Level Two texts are those in which the information given in the Pali scriptures is not the same as in the Chinese translations. The latter represent the transmissions of a number of different Buddhist sects, while the former belong to just one, the Theravadins. Thus it can be considered that the Pali texts present a single image and contain comparatively few contradictions. Level Three texts consist of information transmitted only in Chinese translation.

We do not of course exclude works like the Vimānavatthu and the Mūlasarvāstivādin Vinaya as materials for our research, but treat them as Level Four texts, together with works like the Buddha biographies and commentaries on the Pitaka such as the Pali-language Theravadin aṭṭhakathā. Naturally, since they were written using the early Pali and Chinese scriptures as sources, they contain much of the same information we find in Levels One and Two. Thus if their information is the same as that in Levels One and Two, they can be considered to be of an identical level. On the other hand, descriptions that appear there and nowhere else must be assigned to Level Four.

The relationship between the levels is shown in the following diagram.

e_zuhyou02.jpg

A basic feature of our research is to make the vast amount of information in the early scriptures available as computer data.
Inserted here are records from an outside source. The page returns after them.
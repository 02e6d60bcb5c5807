//! Common utilities for integration tests

#![allow(dead_code)]

pub mod mock_models;
pub mod test_helpers;

// Re-export commonly used items
pub use mock_models::{Draining, ExponentialDecay, Sluggish, Unstable};
pub use test_helpers::{assert_monotone_non_increasing, caliche_config, relative_error};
Five researchers and more than ten assistants have spent seven years to reach the present stage when at last research papers can be written. In fact our research has been made possible simply because the computer has been such a close ally, allowing us to extract information at will in an instant from the vast amount of data, and to analyze and sort it in different ways.
We hope to succeed in our aims based on the methodology outlined above and on our source material.